And so, I had great expectations for my next girlfriend, whom I called “3-C.” My relationship with her would be much like Row 3, the powerful and deep relationships, but it would also be a “payoff,” and be happier and more fulfilling than the other Row 3’s. I’d meet her through a friend, and she wouldn’t be from Hazleton. It also appeared that the grid would then be complete, and 3-C would be my final girlfriend.

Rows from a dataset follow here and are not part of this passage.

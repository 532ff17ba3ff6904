use super::*;

#[test]
fn builds_placeholders_in_order() {
    let mut q = sql("SELECT * FROM users WHERE a = ");
    q.push_bind(1).push(" AND b = ").push_bind("x");

    let query = q.build();
    assert_eq!(query.sql(), "SELECT * FROM users WHERE a = ? AND b = ?");
    assert_eq!(query.params(), &[Value::Int(1), Value::from("x")]);
}

#[test]
fn can_compose_fragments() {
    let mut w = Sql::empty();
    w.push(" WHERE id = ").push_bind(42);

    let mut q = sql("SELECT * FROM users");
    q.push_sql(w);

    let query = q.build();
    assert_eq!(query.sql(), "SELECT * FROM users WHERE id = ?");
    assert_eq!(query.params().len(), 1);
}

#[test]
fn bind_list_renders_commas() {
    let mut q = sql("SELECT * FROM users WHERE id IN (");
    q.push_bind_list(vec![1, 2, 3]).push(")");
    let query = q.build();
    assert_eq!(query.sql(), "SELECT * FROM users WHERE id IN (?, ?, ?)");
    assert_eq!(query.placeholder_count(), 3);
}

#[test]
fn bind_list_empty_is_valid_sql() {
    let mut q = sql("SELECT * FROM users WHERE id IN (");
    q.push_bind_list(Vec::<i64>::new()).push(")");
    let query = q.build();
    assert_eq!(query.sql(), "SELECT * FROM users WHERE id IN (NULL)");
    assert!(query.params().is_empty());
}

#[test]
fn push_ident_quotes_with_backticks() {
    let mut q = Sql::empty();
    q.push_ident("users").unwrap();
    q.push(", ");
    q.push_ident("shop.users").unwrap();
    assert_eq!(q.to_sql(), "`users`, `shop`.`users`");
}

#[test]
fn push_ident_rejects_placeholder_characters() {
    let mut q = Sql::empty();
    assert!(q.push_ident("users?").is_err());
    assert!(q.push_ident("").is_err());
}

#[test]
fn placeholder_count_ignores_quoted_text() {
    let query = Query::raw("SELECT '?' AS `q?` FROM t WHERE a = ?");
    assert_eq!(query.placeholder_count(), 1);
}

All of this came true. My relationship with Heather, which began when I was 22, has been mind-blowing (Row 3) and fulfilling (Column C). We met through a mutual friend, and she’s not from Hazleton. I’m also presumably done dating forever…we’ve been married seventeen years now. So I had a pattern of nine girlfriends in nine years…a pattern I was able to discern after only eight of them. Could I somehow have predicted the future? Did I fulfill my own prophecy? There are several options, among them:

  • Complete coincidence.
  • There was a cosmic, regular pattern to my dating life, and I discerned it just before it ended.
  • I unconsciously looked for someone to fulfill the characteristics I’d assigned to 3-C, and deliberately found her.
  • I fooled myself into thinking my relationship with Heather had these characteristics.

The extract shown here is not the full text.